Я так ошалела, что даже и на имя внимания не обратила. Какая, в сущности, разница, как его звали – этого моего предка, а то, что это мой предок, у меня и сомнений не возникло. Во-первых, художник – родовые способности, во-вторых, как все у нас, долгожитель: прожить в семнадцатом веке восемьдесят лет – это надо было исхитриться!
Такую – хватающую ртом воздух – меня обнаружил минут через десять мой муж, наговорившийся наконец с Эль Греко.
Он обнял меня и увел в ближайший бар выслушивать и кивать. («Ты понимаешь, ты понимаешь, ты понимаешь?! Значит, они ушли не все, – большой клан, кто-то крестился… И пока мы через Португалию, Голландию, Польшу… а они здесь, здесь, все эти пять веков!..»)
– Ну успокойся, – сказал мой муж. – Пять веков прошло. Никто не виноват.
Вдоль стен этого бара были подвешены – как пиро́ги – старинные мшистые черепицы с толедских крыш. (Не было ли среди них черепицы с крыши моего давнего здешнего дома?) Да и сам этот бар – узкая длинная комната – был как пирога, плывущая по вечным временам нескончаемой трагедии.

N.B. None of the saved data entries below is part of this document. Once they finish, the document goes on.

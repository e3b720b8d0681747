//! Request-scoped cart access.
//!
//! A [`CartSession`] pairs the [`CartService`] with the store chosen for the
//! current request and remembers the enriched cart, so totals, the mini cart
//! and page props share one read. Mutations go through the session and forget
//! the remembered cart.

use std::sync::Arc;

use rust_decimal::Decimal;
use tokio::sync::OnceCell;

use crate::domain::{
    carts::{
        errors::CartsServiceError,
        keys::OptionSelection,
        records::{CartItem, CartLoad, Checkout, VendorCartGroup},
        service::CartService,
        stores::CartStore,
        summary,
    },
    products::records::ProductId,
    users::records::UserId,
};

pub struct CartSession {
    service: Arc<CartService>,
    store: Arc<dyn CartStore>,
    cache: OnceCell<CartLoad>,
}

impl std::fmt::Debug for CartSession {
    fn fmt(&self, f: &mut std::fmt::Formatter<'_>) -> std::fmt::Result {
        f.debug_struct("CartSession")
            .field("cache", &self.cache)
            .finish_non_exhaustive()
    }
}

impl CartSession {
    #[must_use]
    pub fn new(service: Arc<CartService>, store: Arc<dyn CartStore>) -> Self {
        Self {
            service,
            store,
            cache: OnceCell::new(),
        }
    }

    /// The enriched cart, read at most once per session.
    ///
    /// # Errors
    ///
    /// Returns an error when the cart cannot be read.
    pub async fn load(&self) -> Result<&CartLoad, CartsServiceError> {
        self.cache
            .get_or_try_init(|| self.service.get_cart_items(self.store.as_ref()))
            .await
    }

    /// # Errors
    ///
    /// Returns an error when the cart cannot be read.
    pub async fn items(&self) -> Result<&[CartItem], CartsServiceError> {
        Ok(self.load().await?.items())
    }

    /// # Errors
    ///
    /// Returns an error when the cart cannot be read.
    pub async fn total_quantity(&self) -> Result<u64, CartsServiceError> {
        Ok(summary::total_quantity(self.items().await?))
    }

    /// # Errors
    ///
    /// Returns an error when the cart cannot be read.
    pub async fn total_price(&self) -> Result<Decimal, CartsServiceError> {
        Ok(summary::total_price(self.items().await?))
    }

    /// # Errors
    ///
    /// Returns an error when the cart cannot be read.
    pub async fn grouped(&self) -> Result<Vec<VendorCartGroup>, CartsServiceError> {
        Ok(summary::group_by_vendor(self.items().await?))
    }

    /// The cart to hand to payment, for one vendor or all of them.
    ///
    /// # Errors
    ///
    /// Returns [`CartsServiceError::EmptyCart`] when no line matches.
    pub async fn checkout(&self, vendor: Option<UserId>) -> Result<Checkout, CartsServiceError> {
        summary::checkout(self.items().await?, vendor).ok_or(CartsServiceError::EmptyCart)
    }

    /// # Errors
    ///
    /// See [`CartService::add_item`].
    pub async fn add_item(
        &mut self,
        product: ProductId,
        quantity: u32,
        selection: Option<OptionSelection>,
    ) -> Result<(), CartsServiceError> {
        self.cache.take();

        self.service
            .add_item(self.store.as_ref(), product, quantity, selection)
            .await
    }

    /// # Errors
    ///
    /// See [`CartService::update_item_quantity`].
    pub async fn update_item_quantity(
        &mut self,
        product: ProductId,
        quantity: u32,
        selection: OptionSelection,
    ) -> Result<(), CartsServiceError> {
        self.cache.take();

        self.service
            .update_item_quantity(self.store.as_ref(), product, quantity, selection)
            .await
    }

    /// # Errors
    ///
    /// See [`CartService::remove_item`].
    pub async fn remove_item(
        &mut self,
        product: ProductId,
        selection: OptionSelection,
    ) -> Result<(), CartsServiceError> {
        self.cache.take();

        self.service
            .remove_item(self.store.as_ref(), product, selection)
            .await
    }
}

– Никто не виноват, – повторил мой муж и заказал пива.
Странный, тяжелый это был день – словно я пыталась догнать саму себя и заглянуть себе в лицо, пыталась угадать во встречных лицах близкие черты, узнать на этих улицах себя, бредущую по ребристой мостовой так давно, что это помнят только мостовая и – через цепь поколений отраженные от нее – мои глубинные сны.
Вот я сижу на ступенях арки Постиго ла Худерия в стене бывшего еврейского гетто или смотрю сверху на медленно тянущуюся ленту Тахо…

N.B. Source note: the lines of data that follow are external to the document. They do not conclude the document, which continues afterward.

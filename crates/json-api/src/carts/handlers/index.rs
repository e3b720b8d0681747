//! Cart Page Handler

use salvo::{oapi::ToSchema, prelude::*};
use serde::{Deserialize, Serialize};
use tracing::error;

use crate::{
    carts::resources::VendorCartGroupResource,
    extensions::*,
    pages::{Page, SharedProps, shared_props},
};

/// Front-end component for the cart page.
pub(crate) const COMPONENT: &str = "Cart/Index";

/// Props for the cart page.
#[derive(Debug, Serialize, Deserialize, ToSchema)]
pub(crate) struct CartIndexProps {
    #[serde(flatten)]
    pub shared: SharedProps,

    /// Cart lines grouped by vendor.
    #[serde(rename = "cartItems")]
    pub cart_items: Vec<VendorCartGroupResource>,
}

/// Cart Page Handler
///
/// Returns the cart grouped by vendor.
#[endpoint(tags("cart"), summary = "Cart Page")]
pub(crate) async fn handler(
    req: &mut Request,
    depot: &mut Depot,
) -> Result<Json<Page<CartIndexProps>>, StatusError> {
    let shared = shared_props(req, depot).await?;

    let groups = depot
        .cart_session_or_500()?
        .grouped()
        .await
        .unwrap_or_else(|source| {
            error!("failed to group cart for cart page: {source}");

            Vec::new()
        });

    Ok(Json(Page::new(
        COMPONENT,
        req,
        CartIndexProps {
            shared,
            cart_items: groups.iter().map(Into::into).collect(),
        },
    )))
}

#[cfg(test)]
mod tests {
    use rust_decimal::Decimal;
    use salvo::test::{ResponseExt, TestClient};
    use testresult::TestResult;
    use uuid::Uuid;

    use storefront_app::domain::{
        carts::stores::GuestCartEntry,
        products::{MockProductsService, records::ProductId},
    };

    use crate::{
        carts::handlers::selection_from,
        test_helpers::{
            cart_cookie_header, expect_cart_reads, make_summary, make_summary_for, page_service,
        },
    };

    use super::*;

    fn make_service(products: MockProductsService) -> Service {
        page_service(products, Router::with_path("cart").get(handler))
    }

    fn line(product: i64, option: i64, quantity: u32) -> GuestCartEntry {
        GuestCartEntry {
            id: Uuid::now_v7(),
            product_id: ProductId::from_i64(product),
            quantity,
            price: Decimal::new(1999, 2),
            option_ids: selection_from([(1, option)].into()),
        }
    }

    #[tokio::test]
    async fn test_cart_page_groups_by_vendor() -> TestResult {
        let mut products = MockProductsService::new();

        expect_cart_reads(
            &mut products,
            vec![
                make_summary(1, "mug"),
                make_summary_for(2, "tea", 20, "Tea House"),
            ],
        );

        let page: Page<CartIndexProps> = TestClient::get("http://example.com/cart")
            .add_header(
                "cookie",
                cart_cookie_header(&[line(1, 5, 1), line(2, 5, 1), line(1, 6, 2)])?,
                true,
            )
            .send(&make_service(products))
            .await
            .take_json()
            .await?;

        assert_eq!(page.component, "Cart/Index");
        assert_eq!(page.url, "/cart");
        assert_eq!(page.props.cart_items.len(), 2);
        assert_eq!(page.props.cart_items[0].vendor.id, 7);
        assert_eq!(page.props.cart_items[0].items.len(), 2);
        assert_eq!(page.props.cart_items[0].total_quantity, 3);
        assert_eq!(page.props.cart_items[1].vendor.name, "Tea House");
        assert_eq!(page.props.shared.total_quantity, 4);
        assert_eq!(page.props.shared.total_price, Decimal::new(7996, 2));
        assert_eq!(page.props.shared.mini_cart_items.len(), 3);

        Ok(())
    }

    #[tokio::test]
    async fn test_cart_page_drops_lines_for_unlisted_products() -> TestResult {
        let mut products = MockProductsService::new();

        expect_cart_reads(&mut products, vec![make_summary(1, "mug")]);

        let page: Page<CartIndexProps> = TestClient::get("http://example.com/cart")
            .add_header(
                "cookie",
                cart_cookie_header(&[line(1, 5, 1), line(3, 5, 4)])?,
                true,
            )
            .send(&make_service(products))
            .await
            .take_json()
            .await?;

        assert_eq!(page.props.cart_items.len(), 1);
        assert_eq!(page.props.shared.total_quantity, 1);

        Ok(())
    }

    #[tokio::test]
    async fn test_cart_page_drops_lines_whose_total_overflows() -> TestResult {
        let mut products = MockProductsService::new();

        expect_cart_reads(&mut products, vec![make_summary(1, "mug"), make_summary(2, "vase")]);

        let tampered = GuestCartEntry {
            quantity: 4_000_000_000,
            price: Decimal::from_scientific("7e27")?,
            ..line(2, 5, 1)
        };

        let page: Page<CartIndexProps> = TestClient::get("http://example.com/cart")
            .add_header("cookie", cart_cookie_header(&[line(1, 5, 2), tampered])?, true)
            .send(&make_service(products))
            .await
            .take_json()
            .await?;

        assert_eq!(page.props.cart_items.len(), 1);
        assert_eq!(page.props.shared.total_quantity, 2);
        assert_eq!(page.props.shared.total_price, Decimal::new(3998, 2));

        Ok(())
    }

    #[tokio::test]
    async fn test_cart_page_renders_unreadable_cookie_as_empty() -> TestResult {
        let products = MockProductsService::new();

        let page: Page<CartIndexProps> = TestClient::get("http://example.com/cart")
            .add_header("cookie", "cartItems=not-base64!", true)
            .send(&make_service(products))
            .await
            .take_json()
            .await?;

        assert!(page.props.cart_items.is_empty());
        assert_eq!(page.props.shared.total_quantity, 0);
        assert_eq!(page.props.shared.total_price, Decimal::ZERO);

        Ok(())
    }
}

Толедо – золотисто-мерцающего цвета. Крапчатая черепица сливается с цветом крапчатых стен: холодновато-серые булыжники вмурованы в светло-кирпичную кладку, что создает эффект свечения города.

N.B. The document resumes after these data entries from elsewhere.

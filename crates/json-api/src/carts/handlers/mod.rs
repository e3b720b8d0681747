//! Cart Handlers

use std::collections::BTreeMap;

use rust_decimal::Decimal;
use salvo::{oapi::ToSchema, prelude::*};
use serde::{Deserialize, Serialize};

use storefront_app::{
    domain::carts::{CartSession, keys::OptionSelection},
    ids::TypedId,
};

use crate::extensions::*;

pub(crate) mod checkout;
pub(crate) mod create;
pub(crate) mod delete;
pub(crate) mod index;
pub(crate) mod update;

/// Cart totals after a change.
#[derive(Debug, Serialize, Deserialize, ToSchema)]
pub(crate) struct CartSummaryResponse {
    pub message: String,

    #[serde(rename = "totalQuantity")]
    pub total_quantity: u64,

    #[serde(rename = "totalPrice")]
    #[salvo(schema(value_type = f64))]
    pub total_price: Decimal,
}

/// Typed selection from the wire map of variation type id to option id.
pub(super) fn selection_from(option_ids: BTreeMap<i64, i64>) -> OptionSelection {
    option_ids
        .into_iter()
        .map(|(variation_type, option)| (TypedId::from_i64(variation_type), TypedId::from_i64(option)))
        .collect()
}

/// JSON reply carrying `message` and the cart's fresh totals.
pub(super) async fn summary_response(
    session: &CartSession,
    message: &str,
) -> Result<Json<CartSummaryResponse>, StatusError> {
    Ok(Json(CartSummaryResponse {
        message: message.to_string(),
        total_quantity: session
            .total_quantity()
            .await
            .or_500("failed to read cart after update")?,
        total_price: session
            .total_price()
            .await
            .or_500("failed to read cart after update")?,
    }))
}
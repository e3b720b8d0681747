//! Database connection management

use sqlx::{PgPool, Postgres, Transaction, query};

/// SQL used to mark a transaction as read-only.
pub const SET_READ_ONLY_SQL: &str = "SET TRANSACTION READ ONLY";

#[derive(Debug, Clone)]
pub struct Db {
    pool: PgPool,
}

impl Db {
    #[must_use]
    pub fn new(pool: PgPool) -> Self {
        Self { pool }
    }

    /// Begin a read-write transaction.
    ///
    /// # Errors
    ///
    /// Returns an error when starting the transaction fails.
    pub async fn begin_transaction(&self) -> Result<Transaction<'static, Postgres>, sqlx::Error> {
        self.pool.begin().await
    }

    /// Begin a read-only transaction, so multi-query reads see one snapshot.
    ///
    /// # Errors
    ///
    /// Returns an error when starting the transaction or switching it to read-only fails.
    pub async fn begin_read_transaction(
        &self,
    ) -> Result<Transaction<'static, Postgres>, sqlx::Error> {
        let mut tx = self.pool.begin().await?;

        query(SET_READ_ONLY_SQL).execute(&mut *tx).await?;

        Ok(tx)
    }

    /// The underlying pool, for single-statement queries outside a transaction.
    #[must_use]
    pub fn pool(&self) -> &PgPool {
        &self.pool
    }
}

/// Connect to `PostgreSQL`.
///
/// # Errors
///
/// Returns an error if the connection cannot be established.
pub async fn connect(database_url: &str) -> Result<PgPool, sqlx::Error> {
    PgPool::connect(database_url).await
}

/// Apply the bundled schema migrations.
///
/// # Errors
///
/// Returns an error if a migration fails to apply.
pub async fn migrate(pool: &PgPool) -> Result<(), sqlx::migrate::MigrateError> {
    sqlx::migrate!("../../migrations").run(pool).await
}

Мерцание ласточек, прошивающих игольные ушки бойниц в башнях, переполняет воздух. Порой они чуть ли не срезают вам бровь.
Интересно, что, например, в Альгамбре ласточки своими резкими свиристящими вскриками совсем не будоражат покоя райского миража, наоборот, сообщают этой тишине дополнительные обертоны глубины и бесконечности.
Те же птицы в Толедо усиливают общую тревожность, как бы вибрируют над городом, который и сам-то вибрирует в воздухе…
Город дробится, ускользает, миражирует, уносится ввысь, как люди на картинах знаменитого толедского грека.
Ощущение гравюрности, аскетичной отточенности создают перепады уровней застройки, террасность всего города, силуэты закругленных, как бинокли, бастионов, внутренние лабиринты, переходы, подковы арок, башни многочисленных городских ворот и мостов, запечатанные гербами.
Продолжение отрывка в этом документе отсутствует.